While I was navigating my own internal language and identity, queer studies curricula were being created and adopted by universities around the country. I took a queer studies course as an undergrad at BGSU, and while the first version of it was certainly not perfect, it began to help me understand the concept in greater depth. I remember being exposed to materials that revealed the radical nature behind the term. As I was reading the Wikipedia entry on “queer,” I came across this paragraph that reminded me of what I’d learned:
“Queer people, particularly queer people of color, began to reclaim queer in response to a perceived shift in the gay community toward liberal conservatism, catalyzed by Andrew Sullivan’s 1989 piece in The New Republic, titled Here Comes the Groom: The Conservative Case for Gay Marriage. The queer movement rejected causes viewed as assimilationist, such as marriage, military inclusion and adoption.”
Freedom to choose the life that one desires, and removing the legal and social barriers to doing so, is critical. At the same time, fighting only for marriage equality, adoption, and inclusion while forgetting access to basic needs and civil rights leaves many by the wayside: disabled individuals, racialized people, those who reject monogamy, childfree people, the poor, those who decline to participate in a capitalism-based lifestyle, and several other groups.
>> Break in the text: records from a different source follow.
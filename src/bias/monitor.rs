//! Bias monitor implementation.

use chrono::Utc;
use std::collections::BTreeMap;

use super::types::{
    group_key, BiasCheckResult, BiasHistoryEntry, BiasReport, BiasStatistics, GroupBiasStats,
    GroupOutcome, OutlierCheck, PredictionRecord,
};
use crate::config::BiasConfig;
use crate::error::{Error, Result};
use crate::history::History;
use crate::sink::{default_sink, MonitorEvent, SharedSink};
use crate::stats::{mean, percentile, positive_rate, std_dev, welch_t_test, VarianceKind};

/// Whole-batch aggregates every group is compared against
struct Overall<'a> {
    scores: &'a [f64],
    positive_rate: f64,
    mean: f64,
    std: f64,
}

/// Detects disparate outcomes across protected-attribute groups
pub struct BiasMonitor {
    config: BiasConfig,
    history: History<BiasHistoryEntry>,
    sink: SharedSink,
}

impl BiasMonitor {
    /// Create a monitor retaining at most `max_history_size` checks
    pub fn new(config: BiasConfig, max_history_size: usize) -> Self {
        Self { config, history: History::new(max_history_size), sink: default_sink() }
    }

    pub fn with_sink(mut self, sink: SharedSink) -> Self {
        self.sink = sink;
        self
    }

    /// Score every group in the batch and run the outlier check
    ///
    /// Records with a non-finite score are dropped. Groups below `min_samples`
    /// are reported as insufficient data.
    pub fn detect_bias(&mut self, records: &[PredictionRecord]) -> BiasReport {
        let timestamp = Utc::now();

        let finite: Vec<&PredictionRecord> = records.iter().filter(|r| r.score.is_finite()).collect();
        let dropped = records.len() - finite.len();
        if dropped > 0 {
            self.sink.emit(&MonitorEvent::SamplesDropped { source: "bias".into(), count: dropped });
        }

        let scores: Vec<f64> = finite.iter().map(|r| r.score).collect();
        let overall = Overall {
            scores: &scores,
            positive_rate: positive_rate(&scores, self.config.positive_score_threshold),
            mean: mean(&scores),
            std: std_dev(&scores, VarianceKind::Population),
        };

        let mut groups = BTreeMap::new();
        for ((category, group), group_scores) in self.partition(&finite) {
            let outcome = if group_scores.len() < self.config.min_samples {
                self.sink.emit(&MonitorEvent::InsufficientSamples {
                    category: category.clone(),
                    group: group.clone(),
                    count: group_scores.len(),
                    min_samples: self.config.min_samples,
                });
                GroupOutcome::InsufficientData {
                    category: category.clone(),
                    group_key: group.clone(),
                    sample_count: group_scores.len(),
                    min_samples: self.config.min_samples,
                }
            } else {
                let result = self.score_group(&category, &group, &group_scores, &overall);
                if result.bias_detected {
                    self.sink.emit(&MonitorEvent::BiasDetected {
                        category: category.clone(),
                        group: group.clone(),
                        combined_score: result.combined_score,
                        disparity_ratio: result.disparity_ratio,
                    });
                }
                GroupOutcome::Scored(result)
            };
            groups.insert(group_key(&category, &group), outcome);
        }

        let outliers = self.check_outliers(&scores);
        if let Some(check) = outliers.as_ref().filter(|o| o.high_outlier_rate) {
            self.sink.emit(&MonitorEvent::HighOutlierRate {
                outlier_rate: check.outlier_rate,
                threshold: self.config.outlier_threshold,
            });
        }

        let report = BiasReport { timestamp, total_records: scores.len(), groups, outliers };
        self.history.push(BiasHistoryEntry {
            timestamp,
            bias_detected: report.bias_detected(),
            total_records: report.total_records,
            results: report
                .groups
                .iter()
                .filter_map(|(key, outcome)| outcome.result().map(|r| (key.clone(), r.clone())))
                .collect(),
            high_outlier_rate: report.high_outlier_rate(),
        });
        report
    }

    /// Fairness gate: fails with [`Error::Bias`] on the first flagged group
    ///
    /// Groups are visited in `category=group` order.
    pub fn validate_fairness(&mut self, records: &[PredictionRecord]) -> Result<BiasReport> {
        let report = self.detect_bias(records);
        self.check_fairness(&report)?;
        Ok(report)
    }

    /// Apply the fairness gate to a report already produced by [`Self::detect_bias`]
    ///
    /// Records nothing, so a caller can inspect the report and gate on it
    /// without a second check landing in history.
    pub fn check_fairness(&self, report: &BiasReport) -> Result<()> {
        match report.scored().find(|r| r.combined_score > self.config.bias_threshold) {
            Some(result) => Err(Error::Bias {
                category: result.category.clone(),
                group: result.group_key.clone(),
                score: result.combined_score,
                threshold: self.config.bias_threshold,
            }),
            None => Ok(()),
        }
    }

    /// Group scores by `(category, value)`
    fn partition(&self, records: &[&PredictionRecord]) -> BTreeMap<(String, String), Vec<f64>> {
        let mut groups: BTreeMap<(String, String), Vec<f64>> = BTreeMap::new();
        for record in records {
            for (category, value) in &record.attributes {
                if !self.config.categories.is_empty() && !self.config.categories.contains(category) {
                    continue;
                }
                groups.entry((category.clone(), value.clone())).or_default().push(record.score);
            }
        }
        groups
    }

    fn score_group(
        &self,
        category: &str,
        group: &str,
        scores: &[f64],
        overall: &Overall<'_>,
    ) -> BiasCheckResult {
        let group_positive_rate = positive_rate(scores, self.config.positive_score_threshold);
        let disparity_ratio = if overall.positive_rate > 0.0 {
            group_positive_rate / overall.positive_rate
        } else {
            0.0
        };

        let test = welch_t_test(scores, overall.scores);
        let statistical_score = if overall.std <= 0.0 || test.p_value > self.config.significance_level {
            0.0
        } else {
            ((mean(scores) - overall.mean).abs() / overall.std).min(1.0)
        };

        let combined_score =
            ((statistical_score + (disparity_ratio - 1.0).abs()) / 2.0).clamp(0.0, 1.0);

        BiasCheckResult {
            group_key: group.to_string(),
            category: category.to_string(),
            disparity_ratio,
            statistical_score,
            combined_score,
            bias_detected: combined_score > self.config.bias_threshold,
            sample_count: scores.len(),
            group_positive_rate,
            overall_positive_rate: overall.positive_rate,
            p_value: test.p_value,
        }
    }

    fn check_outliers(&self, scores: &[f64]) -> Option<OutlierCheck> {
        let q1 = percentile(scores, 25.0)?;
        let q3 = percentile(scores, 75.0)?;
        let iqr = q3 - q1;
        let lower_bound = q1 - 1.5 * iqr;
        let upper_bound = q3 + 1.5 * iqr;
        let outlier_count = scores.iter().filter(|&&s| s < lower_bound || s > upper_bound).count();
        let outlier_rate = outlier_count as f64 / scores.len() as f64;

        Some(OutlierCheck {
            q1,
            q3,
            iqr,
            lower_bound,
            upper_bound,
            outlier_count,
            outlier_rate,
            high_outlier_rate: outlier_rate > self.config.outlier_threshold,
        })
    }

    /// Derive bias statistics from history
    pub fn get_bias_statistics(&self) -> BiasStatistics {
        let total_checks = self.history.len();
        let bias_detected_count = self.history.iter().filter(|e| e.bias_detected).count();

        let mut groups: BTreeMap<String, GroupBiasStats> = BTreeMap::new();
        for entry in self.history.iter() {
            for (key, result) in &entry.results {
                let stats = groups.entry(key.clone()).or_insert(GroupBiasStats {
                    checks: 0,
                    total_biased: 0,
                    bias_frequency: 0.0,
                });
                stats.checks += 1;
                if result.bias_detected {
                    stats.total_biased += 1;
                }
            }
        }
        for stats in groups.values_mut() {
            stats.bias_frequency = stats.total_biased as f64 / stats.checks as f64;
        }

        BiasStatistics {
            total_checks,
            bias_detected_count,
            bias_frequency: if total_checks == 0 {
                0.0
            } else {
                bias_detected_count as f64 / total_checks as f64
            },
            last_check: self.history.latest().map(|e| e.timestamp),
            groups,
        }
    }

    pub fn history(&self) -> &History<BiasHistoryEntry> {
        &self.history
    }

    pub fn config(&self) -> &BiasConfig {
        &self.config
    }
}

impl std::fmt::Debug for BiasMonitor {
    fn fmt(&self, f: &mut std::fmt::Formatter<'_>) -> std::fmt::Result {
        f.debug_struct("BiasMonitor")
            .field("config", &self.config)
            .field("history", &self.history.len())
            .finish()
    }
}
I also need to mention the concept of “queering” here: the application of queer theory to a subject, or the act of reinterpretation, reclamation, or re-evaluation of a concept or state of being. Hell, if you look at the very term “neuroqueer” (not to mention the ideology that’s behind NeuroQueer Books, the imprint of Autonomous Press for which I serve as editor), you see those meaning emerge, develop, and expand. Queering is not just limited to gender or sexuality. Queering can be applied to neurotypes and neurodivergence, aesthetics, academic interpretation, and a lot of other things. Queering can include acts of transformation, liberation, critique, testing, resisting, and certainly artistic expression.
A Few Last Words
The act of reclaiming a word can imbue it with different meanings, connotations, and intents. This is exactly what I witnessed with the word “queer” in my early twenties. This is also why I chose to adopt the word for myself, and continue to use it as a pansexual transgender (mostly) masculine multiple personality system. I understand that some people will not agree with me, and I’m not insisting that those who don’t wish to use it for themselves start doing so. But don’t ask me to stop using for myself.
In my evolution towards coming out, I needed queer to take my first steps in leaving my closets. I still need it, now, to include and express all the shades and subtleties of my genders and sexualities. And there’s a good chance I wouldn’t be alive if queer had not existed, and if I had not found it when I did.
To sum up: you’ll only pry it out of my cold, dead queer fingers.
“But what is NeuroQueer to me?…
It was an expression of the fact that my gender was in question,
and I was unsure of the implications of this and
the rediscovery of my tactile fetishes
when it came to my perception of my own sexual orientation.
When your gender is in flux and you’re attracted to both sexes,
there is actually the question of whether you’re in different states
and still feeling like a heterosexual, or if it’s more than that
and you spend much more time than you might like thinking on it,
and it becomes just another thing that interferes with the progress of your being.”